I'm SURE of nothing as I have been unable to find a DO meter that is good for this application in a reasonable price range. What yeast is left over (I have very little to no visible yeast) will scavenge the O2 remaining ONLY if there are fermentables remaining. Bottlers get a little leeway here. The typical "off" flavors and instability that comes from oxidation is the end of a multistep reaction though, as the yeast are scavenging the O2 (if there are fermentables) the O2 is reacting to create the preceptors that we want to avoid.
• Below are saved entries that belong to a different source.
//! Literal parsers behind the env getters.
//!
//! These work on raw strings only; reading the environment and reporting
//! failures with field names happens in [`crate::env`].

use std::borrow::Cow;
use std::collections::BTreeMap;
use std::fmt;
use std::path::PathBuf;

/// Parse a boolean literal (`true|1|yes|on` / `false|0|no|off`, case-insensitive).
#[must_use]
pub fn parse_bool_literal(raw: &str) -> Option<bool> {
    match raw.trim().to_ascii_lowercase().as_str() {
        "true" | "1" | "yes" | "on" => Some(true),
        "false" | "0" | "no" | "off" => Some(false),
        _ => None,
    }
}

/// Parse a base-10 integer literal. Surrounding whitespace and `_` between digits are accepted.
#[must_use]
pub fn parse_int_literal(raw: &str) -> Option<i64> {
    let digits = strip_digit_separators(raw.trim())?;
    digits.parse::<i64>().ok()
}

/// Parse a float literal (`1.5`, `-2e3`, `inf`, `nan`, ...).
#[must_use]
pub fn parse_float_literal(raw: &str) -> Option<f64> {
    let digits = strip_digit_separators(raw.trim())?;
    digits.parse::<f64>().ok()
}

fn strip_digit_separators(input: &str) -> Option<Cow<'_, str>> {
    if !input.contains('_') {
        return Some(Cow::Borrowed(input));
    }

    let bytes = input.as_bytes();
    let mut output = String::with_capacity(input.len());
    for (index, ch) in input.char_indices() {
        if ch != '_' {
            output.push(ch);
            continue;
        }
        let before = index.checked_sub(1).and_then(|prev| bytes.get(prev));
        let after = bytes.get(index + 1);
        let between_digits = matches!((before, after), (Some(b), Some(a)) if b.is_ascii_digit() && a.is_ascii_digit());
        if !between_digits {
            return None;
        }
    }
    Some(Cow::Owned(output))
}

/// Split on `separator`, trim every piece and drop empty pieces.
pub fn split_items(raw: &str, separator: char) -> impl Iterator<Item = &str> {
    raw.split(separator)
        .map(str::trim)
        .filter(|item| !item.is_empty())
}

/// An item that has no key/value separator.
#[derive(Debug, Clone, PartialEq, Eq)]
pub struct MalformedEntry(pub String);

impl fmt::Display for MalformedEntry {
    fn fmt(&self, formatter: &mut fmt::Formatter<'_>) -> fmt::Result {
        write!(formatter, "malformed entry: {}", self.0)
    }
}

impl std::error::Error for MalformedEntry {}

/// Parse `k1=v1,k2=v2`, failing on the first item without a key/value separator.
///
/// Items split on the first `kv_separator`, so values may contain it.
pub fn parse_dict_strict(
    raw: &str,
    item_separator: char,
    kv_separator: char,
) -> Result<BTreeMap<String, String>, MalformedEntry> {
    let mut map = BTreeMap::new();
    for item in split_items(raw, item_separator) {
        let (key, value) = split_pair(item, kv_separator)
            .ok_or_else(|| MalformedEntry(item.to_string()))?;
        map.insert(key, value);
    }
    Ok(map)
}

/// Parse `k1=v1,k2=v2`, silently skipping items without a key/value separator.
#[must_use]
pub fn parse_dict_lenient(
    raw: &str,
    item_separator: char,
    kv_separator: char,
) -> BTreeMap<String, String> {
    split_items(raw, item_separator)
        .filter_map(|item| split_pair(item, kv_separator))
        .collect()
}

fn split_pair(item: &str, kv_separator: char) -> Option<(String, String)> {
    let (key, value) = item.split_once(kv_separator)?;
    Some((key.trim().to_string(), value.trim().to_string()))
}

/// Expand `$NAME` / `${NAME}` references, then a leading `~`.
///
/// Unknown variables are left untouched. `~user` forms are not resolved.
pub fn expand_path<F>(raw: &str, lookup: F, home: Option<PathBuf>) -> PathBuf
where
    F: Fn(&str) -> Option<String>,
{
    let expanded = expand_vars(raw, &lookup);
    expand_home(&expanded, home)
}

/// Expand `$NAME` and `${NAME}` references using `lookup`.
pub fn expand_vars<F>(raw: &str, lookup: F) -> String
where
    F: Fn(&str) -> Option<String>,
{
    let mut output = String::with_capacity(raw.len());
    let mut rest = raw;

    while let Some(dollar) = rest.find('$') {
        output.push_str(rest.get(..dollar).unwrap_or_default());
        let after = rest.get(dollar + 1..).unwrap_or_default();

        let (name, consumed) = if let Some(braced) = after.strip_prefix('{') {
            match braced.find('}') {
                Some(close) => (braced.get(..close).unwrap_or_default(), close + 2),
                None => ("", 0),
            }
        } else {
            let len = after
                .find(|ch: char| !(ch.is_ascii_alphanumeric() || ch == '_'))
                .unwrap_or(after.len());
            (after.get(..len).unwrap_or_default(), len)
        };

        let reference = rest.get(dollar..dollar + 1 + consumed).unwrap_or("$");
        match Some(name).filter(|name| !name.is_empty()).and_then(&lookup) {
            Some(value) => output.push_str(&value),
            None => output.push_str(reference),
        }
        rest = rest.get(dollar + 1 + consumed..).unwrap_or_default();
    }

    output.push_str(rest);
    output
}

fn expand_home(path: &str, home: Option<PathBuf>) -> PathBuf {
    let Some(tail) = path.strip_prefix('~') else {
        return PathBuf::from(path);
    };
    if !(tail.is_empty() || tail.starts_with('/')) {
        return PathBuf::from(path);
    }
    let Some(home) = home else {
        return PathBuf::from(path);
    };

    let tail = tail.trim_start_matches('/');
    if tail.is_empty() {
        home
    } else {
        home.join(tail)
    }
}
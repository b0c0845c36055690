//! # orgman-sync
//!
//! Both directions of the team control loop.
//!
//! - [`export`]: provider → team files, `_no_teams_member.yaml`, CODEOWNERS
//! - [`diff`]: what an export would change, as unified diffs
//! - [`apply`]: team files → provider (additive only)
//! - [`publish`]: commit, push and open/update the pull request
//! - [`pipeline::run`]: a full sync composing the above

pub mod apply;
pub mod diff;
pub mod error;
pub mod export;
pub mod pipeline;
pub mod publish;
pub mod snapshot;
pub mod writer;

pub use apply::{apply_teams, TeamApplyResult};
pub use diff::{diff, FileDiff};
pub use error::SyncError;
pub use export::{export, ExportOptions, ExportReport};
pub use publish::{publish, GitCli, PublishOutcome, PublishSettings, Vcs};
pub use snapshot::Snapshot;
pub use writer::WriteResult;
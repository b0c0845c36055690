//! # orgman-provider
//!
//! Provider REST client, typed organization endpoints and the team model builder.
//!
//! - [`transport`] — [`Transport`] seam and the blocking `ureq` implementation
//! - [`client`] — [`ProviderClient`]: auth headers, status mapping, pagination
//! - [`api`] — [`GitHubApi`]: typed endpoints for one organization
//! - [`model`] — [`build_teams`]: assemble [`TeamRecord`](orgman_core::TeamRecord)s

pub mod api;
pub mod client;
pub mod error;
#[cfg(any(test, feature = "test-util"))]
pub mod fake;
pub mod model;
pub mod transport;

pub use api::{GitHubApi, PullRequestDraft, RemotePull, RemoteRepository, RemoteTeam, RemoteUser};
pub use client::{ApiOutcome, ProviderClient};
pub use error::ProviderError;
pub use model::{build_team, build_teams};
pub use transport::{ApiRequest, ApiResponse, Method, Transport, UreqTransport};
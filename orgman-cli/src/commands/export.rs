//! `orgman export` — write the organization's team state into the repository.

use anyhow::{Context, Result};
use clap::Args;

use orgman_sync::{export, ExportOptions, ExportReport, WriteResult};

/// Arguments for `orgman export`.
#[derive(Args, Debug)]
pub struct ExportArgs {
    /// Show what would be written without touching any file.
    #[arg(long)]
    pub dry_run: bool,

    /// Delete team files whose team no longer exists.
    #[arg(long)]
    pub prune: bool,
}

impl ExportArgs {
    pub fn run(self) -> Result<()> {
        let (config, api) = super::connect()?;
        let options = ExportOptions {
            dry_run: self.dry_run,
            prune: self.prune,
        };
        let report = export(&api, &config.layout, options).context("export failed")?;
        print_report(&report, self.dry_run);
        Ok(())
    }
}

pub fn print_report(report: &ExportReport, dry_run: bool) {
    let prefix = if dry_run { "[dry-run] " } else { "" };
    println!(
        "{prefix}✓ exported {} teams, {} members without a team ({} changed, {} unchanged)",
        report.teams,
        report.no_team_members,
        report.changed(),
        report.writes.len() - report.changed(),
    );

    for w in &report.writes {
        match w {
            WriteResult::Written { path } => println!("  ✎  {}", path.display()),
            WriteResult::WouldWrite { path } => println!("  ~  {}", path.display()),
            WriteResult::Unchanged { path } => println!("  ·  {}", path.display()),
            WriteResult::Removed { path } => println!("  ✗  {}", path.display()),
            WriteResult::WouldRemove { path } => println!("  -  {}", path.display()),
        }
    }
}
//! Team model builder: raw provider responses → [`TeamRecord`].

use orgman_core::{Login, Permission, RepositoryAccess, TeamRecord, TeamRole};

use crate::api::{GitHubApi, RemoteRepository, RemoteTeam};
use crate::transport::Transport;

/// Split role lists into `(members, maintainers)`. A login in both lists is a
/// maintainer only. Provider order is kept.
pub fn resolve_membership(maintainers: Vec<Login>, members: Vec<Login>) -> (Vec<Login>, Vec<Login>) {
    let members = members
        .into_iter()
        .filter(|m| !maintainers.contains(m))
        .collect();
    (members, maintainers)
}

/// One [`RepositoryAccess`] per repository, at its highest granted permission.
pub fn resolve_repositories(repositories: Vec<RemoteRepository>) -> Vec<RepositoryAccess> {
    repositories
        .into_iter()
        .map(|r| RepositoryAccess {
            permission: Permission::from_flags(&r.permissions),
            full_name: r.full_name,
        })
        .collect()
}

/// Fetch membership and repository access for one team.
pub fn build_team<T: Transport>(api: &GitHubApi<T>, team: RemoteTeam) -> TeamRecord {
    let maintainers = api.team_members(&team.slug, TeamRole::Maintainer);
    let members = api.team_members(&team.slug, TeamRole::Member);
    let (members, maintainers) = resolve_membership(maintainers, members);
    let repositories = resolve_repositories(api.team_repositories(&team.slug));

    tracing::debug!(
        team = %team.slug,
        members = members.len(),
        maintainers = maintainers.len(),
        repositories = repositories.len(),
        "built team record"
    );

    TeamRecord {
        name: team.name,
        description: team.description,
        members,
        maintainers,
        repositories,
        slug: Some(team.slug),
        privacy: team.privacy,
    }
}

/// Build a record for every team in `teams`, or for every existing team when
/// `teams` is `None`. Output order follows the input (or fetch) order.
pub fn build_teams<T: Transport>(api: &GitHubApi<T>, teams: Option<Vec<RemoteTeam>>) -> Vec<TeamRecord> {
    let teams = teams.unwrap_or_else(|| api.teams());
    tracing::info!(count = teams.len(), "building team records");
    teams.into_iter().map(|team| build_team(api, team)).collect()
}

#[cfg(test)]
mod tests {
    use serde_json::json;

    use orgman_core::{PermissionFlags, Privacy, TeamSlug};

    use super::*;
    use crate::client::ProviderClient;
    use crate::fake::FakeTransport;
    use crate::transport::{ApiResponse, Method};

    fn api(fake: FakeTransport) -> GitHubApi<FakeTransport> {
        GitHubApi::new(ProviderClient::new("https://api.github.test", "t", fake), "acme")
    }

    fn logins(names: &[&str]) -> Vec<Login> {
        names.iter().copied().map(Login::from).collect()
    }

    #[test]
    fn maintainer_wins_on_overlap() {
        let (members, maintainers) =
            resolve_membership(logins(&["alice", "erin"]), logins(&["bob", "alice", "carol", "erin"]));
        assert_eq!(members, logins(&["bob", "carol"]));
        assert_eq!(maintainers, logins(&["alice", "erin"]));
        assert!(members.iter().all(|m| !maintainers.contains(m)));
    }

    #[test]
    fn repositories_get_single_highest_permission() {
        let repos = resolve_repositories(vec![
            RemoteRepository {
                full_name: "acme/api".into(),
                permissions: PermissionFlags { admin: true, maintain: true, push: true, triage: true, pull: true },
            },
            RemoteRepository {
                full_name: "acme/docs".into(),
                permissions: PermissionFlags { pull: true, ..Default::default() },
            },
        ]);
        assert_eq!(
            repos,
            vec![
                RepositoryAccess { full_name: "acme/api".into(), permission: Permission::Admin },
                RepositoryAccess { full_name: "acme/docs".into(), permission: Permission::Pull },
            ]
        );
    }

    fn core_team_fake() -> FakeTransport {
        FakeTransport::new()
            .on(
                Method::Get,
                "/orgs/acme/teams",
                ApiResponse::json(
                    200,
                    &json!([
                        {"name": "Core", "slug": "core", "description": "core team", "privacy": "closed"},
                        {"name": "Web", "slug": "web", "description": null, "privacy": "secret"}
                    ]),
                ),
            )
            .on_query(
                Method::Get,
                "/orgs/acme/teams/core/members",
                &[("role", "maintainer")],
                ApiResponse::json(200, &json!([{"login": "alice"}])),
            )
            .on_query(
                Method::Get,
                "/orgs/acme/teams/core/members",
                &[("role", "member")],
                ApiResponse::json(200, &json!([{"login": "alice"}, {"login": "bob"}])),
            )
            .on(
                Method::Get,
                "/orgs/acme/teams/core/repos",
                ApiResponse::json(
                    200,
                    &json!([{"full_name": "acme/api", "permissions": {"admin": false, "maintain": false, "push": true, "triage": true, "pull": true}}]),
                ),
            )
    }

    #[test]
    fn builds_every_existing_team_in_fetch_order() {
        let api = api(core_team_fake());
        let teams = build_teams(&api, None);

        let slugs: Vec<_> = teams.iter().map(|t| t.slug.clone().unwrap()).collect();
        assert_eq!(slugs, vec![TeamSlug::from("core"), TeamSlug::from("web")]);

        let core = &teams[0];
        assert_eq!(core.name, "Core");
        assert_eq!(core.description.as_deref(), Some("core team"));
        assert_eq!(core.members, logins(&["bob"]));
        assert_eq!(core.maintainers, logins(&["alice"]));
        assert_eq!(core.privacy, Some(Privacy::Closed));
        assert_eq!(
            core.repositories,
            vec![RepositoryAccess { full_name: "acme/api".into(), permission: Permission::Push }]
        );

        let web = &teams[1];
        assert!(web.members.is_empty());
        assert!(web.maintainers.is_empty());
        assert!(web.repositories.is_empty());
    }

    #[test]
    fn explicit_team_list_skips_team_fetch() {
        let api = api(core_team_fake());
        let only_core = vec![RemoteTeam {
            name: "Core".into(),
            slug: TeamSlug::from("core"),
            description: None,
            privacy: Some(Privacy::Closed),
        }];
        let teams = build_teams(&api, Some(only_core));
        assert_eq!(teams.len(), 1);

        let fetched_team_list = api
            .client()
            .transport()
            .sent()
            .iter()
            .any(|(_, path)| path == "/orgs/acme/teams");
        assert!(!fetched_team_list);
    }

    #[test]
    fn maintainers_are_fetched_before_members() {
        let api = api(core_team_fake());
        build_teams(&api, None);
        let roles: Vec<String> = api
            .client()
            .transport()
            .requests()
            .iter()
            .filter(|r| r.url.ends_with("/teams/core/members"))
            .filter_map(|r| r.query.iter().find(|(k, _)| k == "role").map(|(_, v)| v.clone()))
            .collect();
        assert_eq!(roles, ["maintainer", "member"]);
    }
}
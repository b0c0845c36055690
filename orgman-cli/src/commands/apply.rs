//! `orgman apply` — push team files onto the organization.

use anyhow::{Context, Result};
use clap::Args;
use colored::Colorize;
use tabled::{settings::Style, Table, Tabled};

use orgman_sync::{apply_teams, TeamApplyResult};

/// Arguments for `orgman apply`.
#[derive(Args, Debug)]
pub struct ApplyArgs {}

impl ApplyArgs {
    pub fn run(self) -> Result<()> {
        let (config, api) = super::connect()?;
        let results = apply_teams(&api, &config.layout).context("apply failed")?;
        print_summary(&results);
        Ok(())
    }
}

#[derive(Tabled)]
struct ApplyTableRow {
    #[tabled(rename = "team")]
    team: String,
    #[tabled(rename = "slug")]
    slug: String,
    #[tabled(rename = "created")]
    created: String,
    #[tabled(rename = "repos")]
    repositories: usize,
    #[tabled(rename = "members")]
    members: usize,
    #[tabled(rename = "maintainers")]
    maintainers: usize,
    #[tabled(rename = "failures")]
    failures: usize,
}

pub fn print_summary(results: &[TeamApplyResult]) {
    if results.is_empty() {
        println!("No team files to apply.");
        return;
    }

    let rows: Vec<ApplyTableRow> = results
        .iter()
        .map(|r| ApplyTableRow {
            team: r.name.clone(),
            slug: r.slug.as_ref().map_or_else(|| "-".to_string(), |s| s.to_string()),
            created: if r.created { "yes" } else { "no" }.to_string(),
            repositories: r.repositories,
            members: r.members,
            maintainers: r.maintainers,
            failures: r.failures,
        })
        .collect();
    let mut table = Table::new(rows);
    table.with(Style::rounded());
    println!("{table}");

    let failures: usize = results.iter().map(|r| r.failures).sum();
    if failures > 0 {
        println!(
            "{}",
            format!("{failures} calls failed; see the log for details.").yellow()
        );
    }
}
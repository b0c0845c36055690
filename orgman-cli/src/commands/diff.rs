//! `orgman diff` — show unified diffs for what export would write.

use anyhow::{Context, Result};
use clap::Args;
use colored::Colorize;

use orgman_sync::diff;

/// Arguments for `orgman diff`.
#[derive(Args, Debug)]
pub struct DiffArgs {
    /// Also show stale team files as deletions.
    #[arg(long)]
    pub prune: bool,
}

impl DiffArgs {
    pub fn run(self) -> Result<()> {
        let (config, api) = super::connect()?;

        let diffs = diff(&api, &config.layout, self.prune).context("diff failed")?;
        if diffs.is_empty() {
            println!("No differences for '{}'.", config.org);
            return Ok(());
        }

        for diff in diffs {
            for line in diff.unified_diff.lines() {
                println!("{}", paint(line));
            }
        }
        Ok(())
    }
}

fn paint(line: &str) -> String {
    if line.starts_with("+++") || line.starts_with("---") {
        line.bold().to_string()
    } else if line.starts_with("@@") {
        line.cyan().to_string()
    } else if line.starts_with('+') {
        line.green().to_string()
    } else if line.starts_with('-') {
        line.red().to_string()
    } else {
        line.to_string()
    }
}
//! Paginated request wrapper over the provider REST API.
//!
//! ## Status handling
//!
//! | status    | outcome                                  |
//! |-----------|------------------------------------------|
//! | 200 / 201 | [`ApiOutcome::Json`], pages concatenated |
//! | 204       | [`ApiOutcome::NoContent`]                |
//! | 404       | [`ApiOutcome::NotFound`]                 |
//! | other     | [`ApiOutcome::Failed`], logged           |
//!
//! Nothing here returns `Err`: a failed call is logged and handed back as a
//! value for the caller to inspect or ignore.

use serde_json::Value;

use crate::transport::{ApiRequest, Method, Transport, ACCEPT};

/// Result of a single logical API call (all pages included).
#[derive(Debug, Clone, PartialEq)]
pub enum ApiOutcome {
    /// Decoded body. For paginated list endpoints, every page's items in order.
    Json(Value),
    /// 204: the call succeeded with no body.
    NoContent,
    /// 404: the resource does not exist.
    NotFound,
    /// Any other status, an undecodable body, or no response at all (`status: None`).
    Failed { status: Option<u16>, message: String },
}

impl ApiOutcome {
    /// `Json` or `NoContent`.
    pub fn is_success(&self) -> bool {
        matches!(self, ApiOutcome::Json(_) | ApiOutcome::NoContent)
    }

    pub fn is_not_found(&self) -> bool {
        matches!(self, ApiOutcome::NotFound)
    }

    pub fn into_json(self) -> Option<Value> {
        match self {
            ApiOutcome::Json(value) => Some(value),
            _ => None,
        }
    }
}

/// Issues authenticated calls against one API base URL.
pub struct ProviderClient<T> {
    base_url: String,
    token: String,
    transport: T,
}

impl<T: Transport> ProviderClient<T> {
    pub fn new(base_url: impl Into<String>, token: impl Into<String>, transport: T) -> Self {
        Self {
            base_url: base_url.into().trim_end_matches('/').to_string(),
            token: token.into(),
            transport,
        }
    }

    pub fn base_url(&self) -> &str {
        &self.base_url
    }

    pub fn transport(&self) -> &T {
        &self.transport
    }

    /// Absolute URLs pass through untouched; anything else is appended to the base URL.
    pub fn resolve_url(&self, path: &str) -> String {
        if path.starts_with("http://") || path.starts_with("https://") {
            path.to_string()
        } else {
            format!("{}{}", self.base_url, path)
        }
    }

    /// Issue `method` against `path`, following `rel="next"` links until exhausted.
    pub fn call(
        &self,
        method: Method,
        path: &str,
        query: &[(&str, &str)],
        body: Option<&Value>,
    ) -> ApiOutcome {
        let mut request = ApiRequest {
            method,
            url: self.resolve_url(path),
            query: query
                .iter()
                .map(|(k, v)| (k.to_string(), v.to_string()))
                .collect(),
            headers: vec![
                ("Accept".to_string(), ACCEPT.to_string()),
                ("Authorization".to_string(), format!("Bearer {}", self.token)),
            ],
            body: body.cloned(),
        };

        let mut collected: Vec<Value> = Vec::new();
        let mut page = 1usize;

        loop {
            log_dispatch(&request);

            let response = match self.transport.send(&request) {
                Ok(response) => response,
                Err(e) => {
                    tracing::warn!(method = %method, url = %request.url, "API call failed: {e}");
                    return ApiOutcome::Failed {
                        status: None,
                        message: e.to_string(),
                    };
                }
            };

            match response.status {
                200 | 201 => {}
                204 => {
                    tracing::info!("status code 204, no content");
                    return ApiOutcome::NoContent;
                }
                404 => {
                    tracing::info!(url = %request.url, "status code 404");
                    return ApiOutcome::NotFound;
                }
                status => {
                    tracing::warn!(status, url = %request.url, body = %response.body, "API call failed");
                    return ApiOutcome::Failed {
                        status: Some(status),
                        message: response.body,
                    };
                }
            }

            let value = if response.body.trim().is_empty() {
                Value::Null
            } else {
                match serde_json::from_str::<Value>(&response.body) {
                    Ok(value) => value,
                    Err(e) => {
                        tracing::warn!(url = %request.url, "undecodable response body: {e}");
                        return ApiOutcome::Failed {
                            status: Some(response.status),
                            message: format!("invalid JSON body: {e}"),
                        };
                    }
                }
            };

            let items = match value {
                Value::Array(items) => items,
                other if page == 1 => return ApiOutcome::Json(other),
                _ => {
                    tracing::warn!(page, url = %request.url, "non-list page in paginated response; stopping");
                    return ApiOutcome::Json(Value::Array(collected));
                }
            };
            collected.extend(items);

            match response.next_link {
                Some(next) => {
                    page += 1;
                    tracing::info!(page, fetched = collected.len(), "fetching next page");
                    request.url = self.resolve_url(&next);
                    request.query.clear();
                }
                None => {
                    if page > 1 {
                        tracing::info!(pages = page, items = collected.len(), "pagination complete");
                    }
                    return ApiOutcome::Json(Value::Array(collected));
                }
            }
        }
    }
}

fn log_dispatch(request: &ApiRequest) {
    let payload = match (&request.body, request.query.is_empty()) {
        (Some(body), _) => body.to_string(),
        (None, false) => request
            .query
            .iter()
            .map(|(k, v)| format!("{k}={v}"))
            .collect::<Vec<_>>()
            .join("&"),
        (None, true) => "-".to_string(),
    };
    tracing::info!(method = %request.method, url = %request.url, payload = %payload, "API call");
}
My ever changing and (hopefully improving) kegging setup is:
- Cold crash in conical under CO2 pressure
- purge kegs by filling with StarSan solution
- sloshing to remove air bubbles from the top out the dip in as much as possible
- Push StarSan solution from one keg to another
- for 10 gallon batches hook the OUT from one keg to the IN from the first keg
- connect a keg QDC to a length of hose ending in a triclamp connection
- sanitize the triclamp racking port of the fermenter
- submerge the QDC, hose and triclamp in StarSan so that the tubing is full
- hook the QDC to the pressurised keg, (hopefully) pointing the triclamp into the bucket of StarSan
- Star san will shoot out of the tubing, with ~30-40 seconds of CO2 following
- connect the triclamp to the fermenter while the CO2 is coming out of the tube
- hook a QDC to the second keg IN with the end of the hose submerged in Starsan
- open fermenter racking valve, CO2 pressure will begin filling the fist keg
- once the first keg is full the second keg will start to fill
Of course these recommendation levels are for commercial breweries. Pasteurization has effects that very dependent on the DO. Commercial breweries also target longer shelf lives than MANY homebrewers.